FF7-Post Game Pre AC Through the Barricades

Rating: Hard-R (M)

Warnings: M/M

II: Everything to go


The bar was nice and dark.

And full of alcohol.

And intact, which definitely made it an improvement over the rest of the city, smoldering in the aftermath of Meteor.

He savored the burn as the drink went down. Shitty cheap vodka that smelt like rocket fuel, unmixed, innocuously transparent, just like water…

He knew he was drunk when he thought like that.

Rufus would have turned his nose up at it.

He blinked at the insidious little voice, then mentally snarled at it to shut up. Where had he been? Oh yes. Water. Perfectly clear. Without even the ice cubes to mar it. He held the glass up to the light, admiring.

Rufus would have ordered it with a shot of crème de cacao

"Shit," he cursed into the glass, knocking the rest of it back in a single mouthful. The fumes hit the back of his throat, sending him coughing. If only they would hit his brain as easily.

He was running out of money. Going home was the best idea at this point, except that going home meant facing Rude. And facing Rude in these post Meteor days had been just great, all the way until he'd called out the wrong name in the middle of the night.

They'd shared an embarrassed chuckle about it later, some spur of the moment quip about Shinra having way too many people whose names started with R.

'sides, he's dead.

I'm sorry.

Don't be, buddy. Wasn't our fault. Nothing we could do. Gotta just roll with the punches, you know. Now do that to me again.

And later, when they'd fallen back on the sheets, Reno had stared into the dark and wondered what the hell he was going to do with his life.
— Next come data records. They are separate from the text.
//! Query and Find Tests

use crate::common::*;
use changetrack::{
    AsyncValueGenerator, EntityType, GeneratedValue, Property, QueryTrackingBehavior,
};
use std::sync::Arc;

fn seeded_cats() -> Arc<Database> {
    let db = Database::new(cat_model());
    let mut ctx = db.context();
    ctx.add(&cat(db.model(), 1, "Tom")).unwrap();
    ctx.add(&cat(db.model(), 2, "Felix")).unwrap();
    ctx.save_changes().unwrap();
    db
}

// ============================================================================
// Find
// ============================================================================

#[test]
fn find_tracks_loaded_rows_once() {
    let db = seeded_cats();
    let mut ctx = db.context();

    let tom = ctx.find("Cat", &KeyValue::single(1)).unwrap().unwrap();
    assert_eq!(ctx.tracker().state_of(&tom), EntityState::Unchanged);
    assert_eq!(tom.get("Name").unwrap(), Value::from("Tom"));

    let again = ctx.find("Cat", &KeyValue::single(1)).unwrap().unwrap();
    assert!(again.ptr_eq(&tom));
    assert!(ctx.find("Cat", &KeyValue::single(99)).unwrap().is_none());
    assert_eq!(ctx.tracker().len(), 1);
}

#[test]
fn find_rejects_unknown_and_keyless_types() {
    let db = seeded_cats();
    let mut ctx = db.context();

    let err = ctx.find("Dog", &KeyValue::single(1)).unwrap_err();
    assert!(matches!(err, Error::EntityTypeNotFound { .. }));
    let err = ctx.find("Sighting", &KeyValue::single(1)).unwrap_err();
    assert!(matches!(err, Error::InvalidSetKeylessOperation { .. }));
}

#[test]
fn loaded_rows_are_fixed_up() {
    let db = Database::new(blog_model(false));
    let mut seed = db.context();
    let model = db.model().clone();
    let blog = blog(&model, 1);
    blog.add_to("Posts", &post(&model, 10, 0)).unwrap();
    blog.add_to("Posts", &post(&model, 11, 0)).unwrap();
    seed.add(&blog).unwrap();
    seed.save_changes().unwrap();

    let mut ctx = db.context();
    let posts = ctx.query("Post").unwrap();
    let blog = ctx.find("Blog", &KeyValue::single(1)).unwrap().unwrap();
    assert_eq!(posts.len(), 2);
    assert_eq!(blog.collection("Posts").unwrap().len(), 2);
    for post in &posts {
        assert!(post.reference("Blog").unwrap().unwrap().ptr_eq(&blog));
    }
    assert!(!ctx.change_tracker().has_changes().unwrap());
}

// ============================================================================
// Query tracking behavior
// ============================================================================

#[test]
fn tracking_query_reuses_tracked_instances() {
    let db = seeded_cats();
    let mut ctx = db.context();
    let tom = ctx.find("Cat", &KeyValue::single(1)).unwrap().unwrap();
    tom.set("Name", "Edited").unwrap();

    let cats = ctx.query("Cat").unwrap();
    assert_eq!(cats.len(), 2);
    assert!(cats.iter().any(|c| c.ptr_eq(&tom)));
    assert_eq!(tom.get("Name").unwrap(), Value::from("Edited"));
    assert_eq!(ctx.tracker().len(), 2);
}

#[test]
fn no_tracking_query_returns_fresh_instances() {
    let db = seeded_cats();
    let mut ctx = db.context();
    ctx.set_query_tracking(QueryTrackingBehavior::NoTracking);

    let first = ctx.query("Cat").unwrap();
    let second = ctx.query("Cat").unwrap();
    assert_eq!(first.len(), 2);
    assert!(first.iter().all(|a| second.iter().all(|b| !a.ptr_eq(b))));
    assert!(ctx.tracker().is_empty());
    assert_eq!(ctx.tracker().state_of(&first[0]), EntityState::Detached);
}

#[test]
fn identity_resolution_query_stays_untracked() {
    let db = seeded_cats();
    let mut ctx = db.context();
    ctx.set_query_tracking(QueryTrackingBehavior::NoTrackingWithIdentityResolution);

    let cats = ctx.query("Cat").unwrap();
    assert_eq!(cats.len(), 2);
    assert!(!cats[0].ptr_eq(&cats[1]));
    assert!(ctx.tracker().is_empty());
}

// ============================================================================
// Async key generation
// ============================================================================

struct FixedBlock(i64);

impl AsyncValueGenerator for FixedBlock {
    fn next_async<'a>(
        &'a self,
        _entity_type: &'a EntityType,
        _property: &'a Property,
    ) -> GeneratedValue<'a> {
        let value = self.0;
        Box::pin(async move { Ok(Value::Int(value)) })
    }
}

#[tokio::test]
async fn async_add_uses_registered_generator() {
    let db = Database::new(product_chain_model());
    let product_type = db.model().find_entity_type("Product").unwrap().clone();
    db.generators()
        .register_async(product_type.id(), 0, Arc::new(FixedBlock(100)));

    let mut ctx = db.context();
    let product = db.model().create("Product").unwrap();
    let details = db.model().create("ProductDetails").unwrap();
    product.set_reference("Details", Some(&details)).unwrap();
    ctx.add_async(&product).await.unwrap();

    assert_eq!(product.get("Id").unwrap(), Value::Int(100));
    assert_eq!(details.get("Id").unwrap(), Value::Int(100));
    assert_eq!(ctx.tracker().state_of(&details), EntityState::Added);
    assert!(!ctx
        .entry(&product)
        .unwrap()
        .property("Id")
        .unwrap()
        .is_temporary());
}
It's come to this. This is the end of Shinra.

"Why," he asked his glass, "Does the Company depend so much those dudes it's named after?"

"Because we're the brains," the glass answered back.

Given how drunk he knew he had to be, he wasn't really surprised when a ghost materialized to his right and dropped into the vacant bar seat. All white, just like the stories, except that he'd acquired a few more layers of black in death, and it was a button down, not a turtleneck, and he'd lost the long white coat…

"Did you know that even Rude's starting to get tired of your attitude?" the ghost asked.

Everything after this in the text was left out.